• Your task
You are to retype all of the data exactly as it appears.

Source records
//! Mathematical utilities: compounded growth rates and projections.

pub mod growth;

pub use growth::*;
//! Compounded growth arithmetic.
//!
//! All functions are plain `f64` math over any unit of period (days, weeks, ...).
//! Degenerate inputs (zero or negative counts, zero periods, rates of 1) are not
//! special-cased: the result follows IEEE-754 and may be `NaN` or infinite.

/// Per-period multiplicative growth factor from `past` to `current` over `period`.
///
/// `rate = (current / past) ^ (1 / period)`
pub fn rate(past: f64, current: f64, period: f64) -> f64 {
    (current / past).powf(1.0 / period)
}

/// Project `current` over `period` at a constant `rate` (negative periods go back in time).
pub fn forecast(current: f64, rate: f64, period: f64) -> f64 {
    current * rate.powf(period)
}

/// Periods needed to move from `current` to `target` at a constant `rate`.
pub fn period(current: f64, target: f64, rate: f64) -> f64 {
    (target / current).ln() / rate.ln()
}

/// Project `current` over `period` when the rate itself compounds by `rate_of_rate`
/// each period.
///
/// After `n` periods the running rate is `rate * rate_of_rate^n`, so the product of
/// all running rates is `rate^n * rate_of_rate^(1 + 2 + ... + n)`.
pub fn forecast_3d(current: f64, rate: f64, rate_of_rate: f64, period: f64) -> f64 {
    let triangular = (period * period + period) / 2.0;
    current * rate.powf(period) * rate_of_rate.powf(triangular)
}

/// Percentage change from `current` to `forecast` (e.g. `15.0` for +15%).
pub fn growth_percent(current: f64, forecast: f64) -> f64 {
    (forecast / current - 1.0) * 100.0
}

• Output for this task
//! Mathematical utilities: compounded growth rates and projections.

pub mod growth;

pub use growth::*;
//! Compounded growth arithmetic.
//!
//! All functions are plain `f64` math over any unit of period (days, weeks, ...).
//! Degenerate inputs (zero or negative counts, zero periods, rates of 1) are not
//! special-cased: the result follows IEEE-754 and may be `NaN` or infinite.

/// Per-period multiplicative growth factor from `past` to `current` over `period`.
///
/// `rate = (current / past) ^ (1 / period)`
pub fn rate(past: f64, current: f64, period: f64) -> f64 {
    (current / past).powf(1.0 / period)
}

/// Project `current` over `period` at a constant `rate` (negative periods go back in time).
pub fn forecast(current: f64, rate: f64, period: f64) -> f64 {
    current * rate.powf(period)
}

/// Periods needed to move from `current` to `target` at a constant `rate`.
pub fn period(current: f64, target: f64, rate: f64) -> f64 {
    (target / current).ln() / rate.ln()
}

/// Project `current` over `period` when the rate itself compounds by `rate_of_rate`
/// each period.
///
/// After `n` periods the running rate is `rate * rate_of_rate^n`, so the product of
/// all running rates is `rate^n * rate_of_rate^(1 + 2 + ... + n)`.
pub fn forecast_3d(current: f64, rate: f64, rate_of_rate: f64, period: f64) -> f64 {
    let triangular = (period * period + period) / 2.0;
    current * rate.powf(period) * rate_of_rate.powf(triangular)
}

/// Percentage change from `current` to `forecast` (e.g. `15.0` for +15%).
pub fn growth_percent(current: f64, forecast: f64) -> f64 {
    (forecast / current - 1.0) * 100.0
}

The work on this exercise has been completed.